The recourse is without merit.

R.A. No. 5980, in its original shape and as amended, partakes of a


supervisory or regulatory legislation, merely providing a regulatory framework for
the organization, registration, and regulation of the operations of financing
companies. As couched, it does not specifically define the rights and obligations of
parties to a financial leasing arrangement. In fact, it does not go beyond defining
commercial or transactional financial leasing and other financial leasing concepts.
Thus, the relevancy of Article 18 of the Civil Code which reads:

Article 18. - In matters which are governed by special laws, their


deficiency shall be supplied by the provisions of this [Civil] Code.

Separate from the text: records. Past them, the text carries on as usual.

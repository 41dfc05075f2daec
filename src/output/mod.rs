pub mod report;

use colored::Colorize;
use serde::Serialize;

use crate::detail::DetailView;
use crate::page::{Card, Page};
use crate::utils;

/// Width, in cells, of a full stat bar in the terminal.
const STAT_BAR_CELLS: usize = 30;

#[derive(Clone, Copy, Debug, PartialEq, Eq)]
pub enum OutputFormat {
    Text,
    Json,
    Html,
}

impl OutputFormat {
    pub fn parse(value: &str) -> Option<Self> {
        match value.trim().to_lowercase().as_str() {
            "text" | "txt" => Some(Self::Text),
            "json" => Some(Self::Json),
            "html" | "htm" => Some(Self::Html),
            _ => None,
        }
    }
}

pub fn infer_format_from_path(path: &str) -> Option<OutputFormat> {
    let lower = path.trim().to_lowercase();
    if lower.ends_with(".json") {
        return Some(OutputFormat::Json);
    }
    if lower.ends_with(".html") || lower.ends_with(".htm") {
        return Some(OutputFormat::Html);
    }
    if lower.ends_with(".txt") {
        return Some(OutputFormat::Text);
    }
    None
}

pub fn resolve_format(explicit: Option<&str>, path: &str) -> OutputFormat {
    explicit
        .and_then(OutputFormat::parse)
        .or_else(|| infer_format_from_path(path))
        .unwrap_or(OutputFormat::Text)
}

pub fn render(page: &Page, format: OutputFormat) -> Vec<u8> {
    match format {
        OutputFormat::Text => render_text(page).into_bytes(),
        OutputFormat::Json => render_json(page),
        OutputFormat::Html => report::render_html(page),
    }
}

fn card_line(card: &Card) -> String {
    format!(
        "{}  {}  {}  {}",
        format!("{:<6}", card.number_label).bold().cyan(),
        format!("{:<14}", utils::truncate_chars(&card.name, 14)).bold().white(),
        format!("{:<20}", card.types_label).yellow(),
        card.species.dimmed(),
    )
}

fn header_line(page: &Page) -> String {
    let mut parts: Vec<String> = Vec::new();
    let shown = page.container.visible().count();
    parts.push(format!("{}/{} cards", shown, page.container.len()));
    if let Some(active) = page.sidebar.active() {
        parts.push(format!("category={active}"));
    }
    if !page.search.is_empty() {
        parts.push(format!("search={}", page.search));
    }
    if page.sidebar.hidden {
        parts.push("sidebar=hidden".to_string());
    }
    format!(":: {}", parts.join(" "))
}

/// Terminal rendering of the page: a header, the sidebar (unless hidden),
/// one line per visible card and the overlay when it is open.
pub fn render_text(page: &Page) -> String {
    let mut out = String::new();
    out.push_str(&header_line(page));
    out.push('\n');

    if !page.sidebar.hidden {
        let labels: Vec<String> = page
            .sidebar
            .categories
            .iter()
            .map(|label| {
                if page.sidebar.active() == Some(label.as_str()) {
                    format!("[{label}]").bold().green().to_string()
                } else {
                    label.to_string()
                }
            })
            .collect();
        out.push_str(&format!(":: {}\n", labels.join(" ")));
    }
    out.push('\n');

    for card in page.container.visible() {
        out.push_str(&card_line(card));
        out.push('\n');
    }

    if page.overlay.is_open() {
        if let Some(view) = page.overlay.content() {
            out.push('\n');
            out.push_str(&render_detail_text(view));
        }
    }
    out
}

fn stat_bar_cells(fill_percent: f64) -> usize {
    let cells = (fill_percent / 100.0 * STAT_BAR_CELLS as f64).round();
    (cells.max(0.0) as usize).min(STAT_BAR_CELLS)
}

pub fn render_detail_text(view: &DetailView) -> String {
    let rule = "-".repeat(58);
    let mut out = String::new();
    out.push_str(&format!("{}\n", rule.bold().white()));
    out.push_str(&format!(
        "{} {}\n",
        view.title.bold().white(),
        view.number_label.bold().cyan()
    ));
    if let Some(image) = view.image.as_deref() {
        out.push_str(&format!("{}\n", image.dimmed()));
    }
    out.push_str(&format!("{}\n", view.types_label));
    out.push_str(&format!("{}\n", view.species.italic()));
    out.push_str(&format!("{}\n", view.height_label));
    out.push_str(&format!("{}\n", view.weight_label));
    out.push_str(&format!("{}\n\n", view.abilities_label));

    out.push_str(&format!("{}\n", "Base Stats".bold().white()));
    for stat in &view.stats {
        let filled = stat_bar_cells(stat.fill_percent);
        out.push_str(&format!(
            "  {:<22} {}{}\n",
            stat.label,
            "█".repeat(filled).green(),
            "░".repeat(STAT_BAR_CELLS - filled).dimmed()
        ));
    }
    out.push('\n');
    out.push_str(&format!("{}\n", "Moves".bold().white()));
    out.push_str(&format!("  {}\n", view.moves_label));
    out.push_str(&format!("{}\n", rule.bold().white()));
    out
}

#[derive(Serialize)]
struct JsonExport<'a> {
    category: Option<&'a str>,
    search: &'a str,
    cards: Vec<&'a Card>,
    detail: Option<&'a DetailView>,
}

/// Visible cards plus the open detail view, if any.
pub fn render_json(page: &Page) -> Vec<u8> {
    let export = JsonExport {
        category: page.sidebar.active(),
        search: &page.search,
        cards: page.container.visible().collect(),
        detail: if page.overlay.is_open() {
            page.overlay.content()
        } else {
            None
        },
    };
    serde_json::to_vec_pretty(&export).unwrap_or_else(|_| b"{}\n".to_vec())
}
use clap::{ArgAction, Parser};

#[derive(Parser, Debug, Clone)]
#[command(
    name = "pokegrid",
    version,
    about = "terminal catalog browser for the PokeAPI",
    long_about = "pokegrid browses the PokeAPI catalog as a grid of cards: it loads records in batches as you scroll, filters by type, searches the loaded cards and opens a detail view.\n\nExamples:\n  pokegrid\n  pokegrid --category Fire --once -o fire.html\n  pokegrid --config ~/.pokegrid/config.yml -v\n\nTip: Use --init-config to write a commented config file with the defaults."
)]
pub struct CliArgs {
    #[arg(
        short = 'v',
        long = "vb",
        visible_alias = "verbose",
        action = ArgAction::Count,
        help_heading = "Output",
        help = "Increase verbosity (-v, -vv)."
    )]
    pub verbose: u8,

    #[arg(
        short = 'c',
        long = "clr",
        visible_alias = "color",
        help_heading = "Output",
        help = "Enable colored output (overrides --no-color)."
    )]
    pub color: bool,

    #[arg(
        long = "nc",
        visible_alias = "no-color",
        help_heading = "Output",
        help = "Disable colored output."
    )]
    pub no_color: bool,

    #[arg(
        short = 'o',
        long = "out",
        visible_alias = "output",
        value_name = "FILE",
        help_heading = "Output",
        help = "Write the rendered grid to a file on exit (or with `export`)."
    )]
    pub output: Option<String>,

    #[arg(
        long = "of",
        visible_alias = "output-format",
        value_name = "FORMAT",
        help_heading = "Output",
        help = "Output format: text, json or html (inferred from the file extension by default)."
    )]
    pub output_format: Option<String>,

    #[arg(
        short = 'C',
        long = "cfg",
        visible_alias = "config",
        value_name = "FILE",
        help_heading = "Input",
        help = "Path to config file (defaults to ~/.pokegrid/config.yml)."
    )]
    pub config: Option<String>,

    #[arg(
        long = "init-config",
        help_heading = "Input",
        help = "Write the default config file if it does not exist, then exit."
    )]
    pub init_config: bool,

    #[arg(
        short = 'a',
        long = "api",
        visible_alias = "api-url",
        value_name = "URL",
        help_heading = "HTTP",
        help = "Base URL of the API (default https://pokeapi.co/api/v2)."
    )]
    pub api_url: Option<String>,

    #[arg(
        long = "timeout",
        value_name = "SECONDS",
        help_heading = "HTTP",
        help = "Request timeout in seconds."
    )]
    pub timeout: Option<usize>,

    #[arg(
        short = 'x',
        long = "px",
        visible_alias = "proxy",
        value_name = "URL",
        help_heading = "HTTP",
        help = "Route requests through a proxy."
    )]
    pub proxy: Option<String>,

    #[arg(
        short = 'r',
        long = "rt",
        visible_alias = "rate",
        value_name = "RPS",
        help_heading = "HTTP",
        help = "Request rate limit (requests per second, 0 = unlimited)."
    )]
    pub rate: Option<u32>,

    #[arg(
        short = 'l',
        long = "lang",
        visible_alias = "language",
        value_name = "TAG",
        help_heading = "HTTP",
        help = "Language tag for species text (default en)."
    )]
    pub language: Option<String>,

    #[arg(
        short = 'b',
        long = "bs",
        visible_alias = "batch-size",
        value_name = "N",
        help_heading = "Catalog",
        help = "Records fetched per batch."
    )]
    pub batch_size: Option<u32>,

    #[arg(
        long = "mi",
        visible_alias = "max-id",
        value_name = "ID",
        help_heading = "Catalog",
        help = "Highest record ID to load."
    )]
    pub max_id: Option<u32>,

    #[arg(
        long = "st",
        visible_alias = "scroll-threshold",
        value_name = "PX",
        help_heading = "Catalog",
        help = "Distance from the bottom that triggers loading."
    )]
    pub scroll_threshold: Option<f64>,

    #[arg(
        long = "sd",
        visible_alias = "scroll-debounce",
        value_name = "MS",
        help_heading = "Catalog",
        help = "Scroll throttle window in milliseconds."
    )]
    pub scroll_debounce_ms: Option<u64>,

    #[arg(
        short = 't',
        long = "cat",
        visible_alias = "category",
        value_name = "LABEL",
        help_heading = "Session",
        help = "Start filtered by a category (e.g. Fire)."
    )]
    pub category: Option<String>,

    #[arg(
        short = 's',
        long = "q",
        visible_alias = "search",
        value_name = "TERM",
        help_heading = "Session",
        help = "Apply a search term after loading."
    )]
    pub search: Option<String>,

    #[arg(
        long = "once",
        help_heading = "Session",
        help = "Load, print the grid and exit instead of starting the interactive session."
    )]
    pub once: bool,
}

Petitioner foists the argument that the Recto Law, i.e., the Civil Code
provisions on installment sales of movable property, does not apply to a financial
leasing agreement because such agreement, by definition, does not confer on the
lessee the option to buy the property subject of the financial lease. To the
petitioner, the absence of an option-to-buy stipulation in a financial leasing
agreement, as understood under R.A. No. 8556, prevents the application thereto of
Articles 1484 and 1485 of the Civil Code.
We are not persuaded.

The Court can allow that the underlying lease agreement has the earmarks or
made to appear as a financial leasing,[9] a term defined in Section 3(d) of R.A. No.
8556 as -

a mode of extending credit through a non-cancelable lease


contract under which the lessor purchases or acquires, at the instance of
the lessee, machinery, equipment, office machines, and other movable or
immovable property in consideration of the periodic payment by the
lessee of a fixed amount of money sufficient to amortize at least seventy
(70%) of the purchase price or acquisition cost, including any incidental
expenses and a margin of profit over an obligatory period of not less
than two (2) years during which the lessee has the right to hold and use
the leased property but with no obligation or option on his part to
purchase the leased property from the owner-lessor at the end of the
lease contract.

In its previous holdings, however, the Court, taking into account the
following mix: the imperatives of equity, the contractual stipulations in question
and the actuations of parties vis--vis their contract, treated disguised transactions
technically tagged as financing lease, like here, as creating a different contractual
relationship. Notable among the Courts decisions because of its parallelism with
this case is BA Finance Corporation v. Court of Appeals[10] which involved a motor
vehicle. Thereat, the Court has treated a purported financial lease as actually a sale
of a movable property on installments and prevented recovery beyond the buyers
arrearages. Wrote the Court in BA Finance:

The transaction involved is one of a "financial


lease" or "financial leasing," where a financing company would, in
effect, initially purchase a mobile equipment and turn around to
lease it to a client who gets, in addition, an option to purchase the
property at the expiry of the lease period. xxx.

xxx xxx xxx

The pertinent provisions of [RA] 5980, thus implemented, read:

"'Financing companies,' are primarily organized for


the purpose of extending credit facilities to consumers
either by leasing of motor vehicles, and office machines
and equipment, and other movable property."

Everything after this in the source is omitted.